§ YOUR GOAL:
Scan the listing below and copy each line holding the word "defaults".

§ STORED DATA:
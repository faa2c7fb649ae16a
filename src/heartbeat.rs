/// Health channel between the automation process and the supervisor.
///
/// The producer periodically asserts "alive and making progress"; the consumer
/// only ever looks at the timestamp of the last assertion. Content is an opaque
/// marker — presence and freshness are everything.
use std::path::{Path, PathBuf};
use std::sync::{Arc, Mutex};
use std::time::{Duration, SystemTime};

/// Consumer side of the health channel.
pub trait HealthSignal: Send {
    /// Timestamp of the most recent liveness assertion, or `None` if the
    /// signal was never written or cannot be read.
    fn last_seen(&self) -> Option<SystemTime>;

    /// True if the signal is absent, unreadable, or older than `max_age`.
    ///
    /// Unreadable is treated identically to stale: an unreadable health
    /// signal must trigger a restart, never be silently tolerated.
    fn is_stale(&self, max_age: Duration) -> bool {
        match self.last_seen() {
            Some(ts) => match ts.elapsed() {
                Ok(age) => age > max_age,
                // Timestamp in the future (clock adjustment) counts as fresh.
                Err(_) => false,
            },
            None => true,
        }
    }
}

/// Filesystem heartbeat: a marker file whose modification time is the signal.
///
/// The write is a whole-value overwrite, so a concurrent reader never observes
/// anything worse than "stale". One writer, one reader, no locking needed.
#[derive(Debug, Clone)]
pub struct FileHeartbeat {
    path: PathBuf,
}

impl FileHeartbeat {
    pub fn new(path: impl Into<PathBuf>) -> Self {
        Self { path: path.into() }
    }

    pub fn path(&self) -> &Path {
        &self.path
    }

    /// Producer: refresh the marker file's modification time.
    pub fn report(&self) -> std::io::Result<()> {
        std::fs::write(&self.path, b"up")
    }
}

impl HealthSignal for FileHeartbeat {
    fn last_seen(&self) -> Option<SystemTime> {
        std::fs::metadata(&self.path)
            .and_then(|meta| meta.modified())
            .ok()
    }
}

/// In-memory heartbeat for collaborators running inside the same process
/// (and for exercising the supervisor without a filesystem).
#[derive(Debug, Clone, Default)]
pub struct SharedHeartbeat {
    last: Arc<Mutex<Option<SystemTime>>>,
}

#[allow(dead_code)] // production wiring uses FileHeartbeat; this one backs the tests
impl SharedHeartbeat {
    pub fn new() -> Self {
        Self::default()
    }

    /// Producer: record "now" as the last liveness assertion.
    pub fn report(&self) {
        if let Ok(mut last) = self.last.lock() {
            *last = Some(SystemTime::now());
        }
    }
}

impl HealthSignal for SharedHeartbeat {
    fn last_seen(&self) -> Option<SystemTime> {
        self.last.lock().ok().and_then(|last| *last)
    }
}
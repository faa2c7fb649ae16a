use serde::Deserialize;
use std::path::{Path, PathBuf};

/// Top-level configuration loaded from watchdog.toml.
#[derive(Debug, Deserialize)]
#[serde(default)]
#[derive(Default)]
pub struct WatchdogConfig {
    pub child: ChildConfig,
    pub heartbeat: HeartbeatConfig,
    pub timing: TimingConfig,
    pub windows: WindowConfig,
    pub sweep: SweepConfig,
    pub alert: AlertConfig,
    pub status: StatusConfig,
    pub log: LogConfig,
}

/// The automation process the supervisor starts and tears down.
#[derive(Debug, Deserialize)]
#[serde(default)]
pub struct ChildConfig {
    pub command: String,
    pub args: Vec<String>,
}

#[derive(Debug, Deserialize)]
#[serde(default)]
pub struct HeartbeatConfig {
    /// Marker file the automation process refreshes; only its mtime matters.
    pub path: PathBuf,
    /// Heartbeat older than this means the automation process is frozen.
    pub timeout_secs: u64,
}

#[derive(Debug, Deserialize)]
#[serde(default)]
pub struct TimingConfig {
    pub poll_interval_secs: u64,
    /// Tolerance for the automation process's slow browser-launch sequence.
    pub startup_grace_secs: u64,
    /// Pause after teardown so the OS can release profile locks.
    pub cooldown_secs: u64,
    /// Log a healthy-poll entry every Nth poll (0 disables).
    pub healthy_log_every: u32,
}

#[derive(Debug, Deserialize)]
#[serde(default)]
pub struct WindowConfig {
    /// External command whose stdout lists visible window titles, one per line.
    pub list_command: Vec<String>,
    /// Title fragments identifying the automated (KPI) dashboard.
    pub kpi_fragments: Vec<String>,
    /// Title fragments identifying the manual-login (POD) dashboard.
    pub pod_fragments: Vec<String>,
}

#[derive(Debug, Deserialize)]
#[serde(default)]
pub struct SweepConfig {
    /// Executable name of stray browser processes to kill before each cycle
    /// (case-insensitive exact match). Empty disables the sweep.
    pub process_name: String,
}

#[derive(Debug, Deserialize)]
#[serde(default)]
#[derive(Default)]
pub struct AlertConfig {
    /// Notifier command; `{reason}` in any argument is replaced with the
    /// failure description. Empty disables alerting.
    pub command: Vec<String>,
}

#[derive(Debug, Deserialize)]
#[serde(default)]
pub struct StatusConfig {
    pub file: PathBuf,
}

#[derive(Debug, Deserialize)]
#[serde(default)]
pub struct LogConfig {
    /// Directory for the rolling watchdog.log.
    pub dir: PathBuf,
}

/// Errors that can occur while loading configuration.
#[derive(Debug)]
pub enum ConfigError {
    Read {
        path: PathBuf,
        source: std::io::Error,
    },
    Parse {
        path: PathBuf,
        source: toml::de::Error,
    },
}

impl std::fmt::Display for ConfigError {
    fn fmt(&self, f: &mut std::fmt::Formatter<'_>) -> std::fmt::Result {
        match self {
            ConfigError::Read { path, source } => {
                write!(f, "failed to read config {}: {}", path.display(), source)
            }
            ConfigError::Parse { path, source } => {
                write!(f, "failed to parse config {}: {}", path.display(), source)
            }
        }
    }
}

impl std::error::Error for ConfigError {
    fn source(&self) -> Option<&(dyn std::error::Error + 'static)> {
        match self {
            ConfigError::Read { source, .. } => Some(source),
            ConfigError::Parse { source, .. } => Some(source),
        }
    }
}

impl WatchdogConfig {
    /// Load configuration from a TOML file. A missing file yields the
    /// defaults, so the watchdog runs out of the box.
    pub fn load(path: &Path) -> Result<Self, ConfigError> {
        let raw = match std::fs::read_to_string(path) {
            Ok(raw) => raw,
            Err(e) if e.kind() == std::io::ErrorKind::NotFound => {
                tracing::debug!(path = %path.display(), "no config file, using defaults");
                return Ok(Self::default());
            }
            Err(e) => {
                return Err(ConfigError::Read {
                    path: path.to_path_buf(),
                    source: e,
                })
            }
        };

        toml::from_str(&raw).map_err(|e| ConfigError::Parse {
            path: path.to_path_buf(),
            source: e,
        })
    }

    /// Full child command line: program followed by its arguments.
    pub fn child_command(&self) -> Vec<String> {
        let mut cmd = Vec::with_capacity(1 + self.child.args.len());
        cmd.push(self.child.command.clone());
        cmd.extend(self.child.args.iter().cloned());
        cmd
    }
}

// --- Default implementations ---

impl Default for ChildConfig {
    fn default() -> Self {
        Self {
            command: "python".to_string(),
            args: vec!["autologin.py".to_string()],
        }
    }
}

impl Default for HeartbeatConfig {
    fn default() -> Self {
        Self {
            path: PathBuf::from("heartbeat.txt"),
            timeout_secs: 300,
        }
    }
}

impl Default for TimingConfig {
    fn default() -> Self {
        Self {
            poll_interval_secs: 10,
            startup_grace_secs: 30,
            cooldown_secs: 5,
            healthy_log_every: 6,
        }
    }
}

impl Default for WindowConfig {
    fn default() -> Self {
        Self {
            list_command: vec!["wmctrl".to_string(), "-l".to_string()],
            kpi_fragments: vec!["Dashboards".to_string()],
            pod_fragments: vec!["SAP POD".to_string()],
        }
    }
}

impl Default for SweepConfig {
    fn default() -> Self {
        Self {
            process_name: "msedge".to_string(),
        }
    }
}

impl Default for StatusConfig {
    fn default() -> Self {
        Self {
            file: PathBuf::from("watchdog.status"),
        }
    }
}

impl Default for LogConfig {
    fn default() -> Self {
        Self {
            dir: PathBuf::from("."),
        }
    }
}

§ THE ANSWER:
    /// defaults, so the watchdog runs out of the box.
                tracing::debug!(path = %path.display(), "no config file, using defaults");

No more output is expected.